__Given data__.
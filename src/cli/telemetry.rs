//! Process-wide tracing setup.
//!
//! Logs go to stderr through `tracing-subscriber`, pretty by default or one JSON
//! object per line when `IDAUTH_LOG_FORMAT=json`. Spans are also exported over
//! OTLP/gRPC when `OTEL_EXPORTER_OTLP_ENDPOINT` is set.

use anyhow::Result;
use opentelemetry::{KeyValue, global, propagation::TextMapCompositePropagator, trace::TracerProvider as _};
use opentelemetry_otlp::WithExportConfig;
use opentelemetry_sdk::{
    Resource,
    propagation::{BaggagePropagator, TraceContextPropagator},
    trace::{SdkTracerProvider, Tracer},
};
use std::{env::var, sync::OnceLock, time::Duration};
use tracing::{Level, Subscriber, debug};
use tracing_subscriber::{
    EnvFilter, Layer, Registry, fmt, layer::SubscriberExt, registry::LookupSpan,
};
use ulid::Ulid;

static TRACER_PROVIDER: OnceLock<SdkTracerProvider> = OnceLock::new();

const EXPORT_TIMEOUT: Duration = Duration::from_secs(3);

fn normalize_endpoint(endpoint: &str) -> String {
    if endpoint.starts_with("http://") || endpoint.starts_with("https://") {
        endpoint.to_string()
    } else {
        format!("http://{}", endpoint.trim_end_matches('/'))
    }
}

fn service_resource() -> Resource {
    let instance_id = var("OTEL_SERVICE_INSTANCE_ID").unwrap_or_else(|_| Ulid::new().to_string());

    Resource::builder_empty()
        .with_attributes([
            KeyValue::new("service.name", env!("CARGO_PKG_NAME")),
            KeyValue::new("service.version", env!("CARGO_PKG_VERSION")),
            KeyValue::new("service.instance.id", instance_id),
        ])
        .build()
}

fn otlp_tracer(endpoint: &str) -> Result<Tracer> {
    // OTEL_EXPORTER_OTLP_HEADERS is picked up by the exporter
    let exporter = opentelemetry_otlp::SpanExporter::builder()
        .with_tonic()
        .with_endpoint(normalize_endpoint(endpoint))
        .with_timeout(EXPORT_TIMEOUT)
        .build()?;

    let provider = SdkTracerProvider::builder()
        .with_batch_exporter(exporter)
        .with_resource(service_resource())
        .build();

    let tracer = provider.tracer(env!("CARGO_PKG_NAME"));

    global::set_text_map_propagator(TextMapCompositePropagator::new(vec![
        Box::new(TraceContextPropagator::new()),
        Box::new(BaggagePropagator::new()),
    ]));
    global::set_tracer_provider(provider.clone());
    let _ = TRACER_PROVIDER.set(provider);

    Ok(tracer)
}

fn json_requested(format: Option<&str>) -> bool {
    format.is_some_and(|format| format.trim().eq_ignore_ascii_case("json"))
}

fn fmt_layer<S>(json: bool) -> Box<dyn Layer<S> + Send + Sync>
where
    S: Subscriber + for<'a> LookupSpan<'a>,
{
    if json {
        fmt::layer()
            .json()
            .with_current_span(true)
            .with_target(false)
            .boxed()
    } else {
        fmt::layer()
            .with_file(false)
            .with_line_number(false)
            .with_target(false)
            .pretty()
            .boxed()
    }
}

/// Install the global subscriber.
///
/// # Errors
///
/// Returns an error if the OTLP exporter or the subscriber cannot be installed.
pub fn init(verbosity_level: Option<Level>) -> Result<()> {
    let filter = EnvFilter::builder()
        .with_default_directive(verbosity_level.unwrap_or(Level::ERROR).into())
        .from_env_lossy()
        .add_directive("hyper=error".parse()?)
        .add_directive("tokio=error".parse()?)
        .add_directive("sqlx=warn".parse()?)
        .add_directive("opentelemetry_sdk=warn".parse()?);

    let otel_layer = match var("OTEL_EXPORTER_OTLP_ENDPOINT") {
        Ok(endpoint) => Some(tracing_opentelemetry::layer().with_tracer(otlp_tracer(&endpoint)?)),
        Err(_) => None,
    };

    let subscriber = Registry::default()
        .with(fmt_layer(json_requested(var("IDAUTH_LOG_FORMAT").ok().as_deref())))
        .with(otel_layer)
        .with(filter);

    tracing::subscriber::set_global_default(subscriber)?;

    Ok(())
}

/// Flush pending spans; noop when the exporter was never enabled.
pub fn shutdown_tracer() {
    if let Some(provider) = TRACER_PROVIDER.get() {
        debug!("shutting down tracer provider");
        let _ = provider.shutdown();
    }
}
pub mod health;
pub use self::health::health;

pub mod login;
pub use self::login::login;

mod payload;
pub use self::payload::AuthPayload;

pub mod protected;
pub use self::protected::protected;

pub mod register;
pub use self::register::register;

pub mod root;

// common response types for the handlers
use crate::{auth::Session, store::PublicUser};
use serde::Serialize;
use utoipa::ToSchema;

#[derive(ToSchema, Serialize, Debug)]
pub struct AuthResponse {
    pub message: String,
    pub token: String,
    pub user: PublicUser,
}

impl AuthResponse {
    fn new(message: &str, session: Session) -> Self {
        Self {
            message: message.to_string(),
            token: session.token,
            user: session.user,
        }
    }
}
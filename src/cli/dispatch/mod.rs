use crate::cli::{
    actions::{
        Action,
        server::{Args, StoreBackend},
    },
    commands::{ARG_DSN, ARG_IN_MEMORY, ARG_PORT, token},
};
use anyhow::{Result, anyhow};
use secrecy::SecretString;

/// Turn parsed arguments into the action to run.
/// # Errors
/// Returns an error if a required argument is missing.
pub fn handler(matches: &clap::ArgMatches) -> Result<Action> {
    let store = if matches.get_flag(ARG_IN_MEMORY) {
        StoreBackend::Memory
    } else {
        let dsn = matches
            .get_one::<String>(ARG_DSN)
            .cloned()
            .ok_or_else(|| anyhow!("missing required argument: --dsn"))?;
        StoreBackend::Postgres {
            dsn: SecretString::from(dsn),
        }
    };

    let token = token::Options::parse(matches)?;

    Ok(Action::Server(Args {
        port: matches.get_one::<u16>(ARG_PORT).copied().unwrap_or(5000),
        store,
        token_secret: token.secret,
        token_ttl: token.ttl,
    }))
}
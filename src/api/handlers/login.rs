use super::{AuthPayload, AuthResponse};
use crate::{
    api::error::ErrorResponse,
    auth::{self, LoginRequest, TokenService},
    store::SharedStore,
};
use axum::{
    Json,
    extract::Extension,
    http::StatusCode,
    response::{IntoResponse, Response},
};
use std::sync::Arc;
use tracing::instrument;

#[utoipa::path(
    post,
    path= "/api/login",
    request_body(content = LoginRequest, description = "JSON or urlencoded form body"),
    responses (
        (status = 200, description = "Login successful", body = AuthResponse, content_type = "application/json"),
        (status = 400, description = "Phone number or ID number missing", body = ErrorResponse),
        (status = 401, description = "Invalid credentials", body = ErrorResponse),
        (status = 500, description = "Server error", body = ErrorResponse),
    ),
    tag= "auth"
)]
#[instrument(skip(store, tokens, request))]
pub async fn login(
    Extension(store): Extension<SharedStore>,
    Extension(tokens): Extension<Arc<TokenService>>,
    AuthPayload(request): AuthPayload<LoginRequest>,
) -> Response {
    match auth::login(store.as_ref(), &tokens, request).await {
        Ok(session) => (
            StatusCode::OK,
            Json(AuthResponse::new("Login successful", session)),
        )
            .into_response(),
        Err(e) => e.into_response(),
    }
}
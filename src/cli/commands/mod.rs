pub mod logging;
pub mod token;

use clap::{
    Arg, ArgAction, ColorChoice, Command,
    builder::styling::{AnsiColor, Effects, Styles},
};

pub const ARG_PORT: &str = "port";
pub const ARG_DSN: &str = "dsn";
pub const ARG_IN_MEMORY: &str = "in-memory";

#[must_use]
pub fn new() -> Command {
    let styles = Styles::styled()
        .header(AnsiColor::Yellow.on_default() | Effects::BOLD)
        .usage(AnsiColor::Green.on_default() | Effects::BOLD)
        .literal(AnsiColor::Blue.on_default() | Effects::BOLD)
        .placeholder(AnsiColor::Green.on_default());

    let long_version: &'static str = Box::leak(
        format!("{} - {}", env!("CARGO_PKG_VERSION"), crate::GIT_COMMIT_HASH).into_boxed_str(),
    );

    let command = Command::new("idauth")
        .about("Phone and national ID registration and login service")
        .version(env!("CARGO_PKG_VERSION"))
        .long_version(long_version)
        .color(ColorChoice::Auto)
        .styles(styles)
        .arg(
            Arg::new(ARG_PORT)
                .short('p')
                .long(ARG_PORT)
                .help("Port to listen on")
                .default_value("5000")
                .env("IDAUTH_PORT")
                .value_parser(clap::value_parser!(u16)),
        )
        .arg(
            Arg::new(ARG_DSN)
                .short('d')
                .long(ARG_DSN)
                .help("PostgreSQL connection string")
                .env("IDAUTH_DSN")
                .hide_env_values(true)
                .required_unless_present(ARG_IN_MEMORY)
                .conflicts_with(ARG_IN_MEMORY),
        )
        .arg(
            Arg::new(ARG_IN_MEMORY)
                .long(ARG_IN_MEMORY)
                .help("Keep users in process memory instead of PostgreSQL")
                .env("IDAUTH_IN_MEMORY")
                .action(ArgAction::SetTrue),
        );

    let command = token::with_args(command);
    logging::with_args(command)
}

__Exercise brief__. Search the data for "handlers". Copy every matching line.

__Task output__.
// common response types for the handlers
filename src/api/handlers/login.rs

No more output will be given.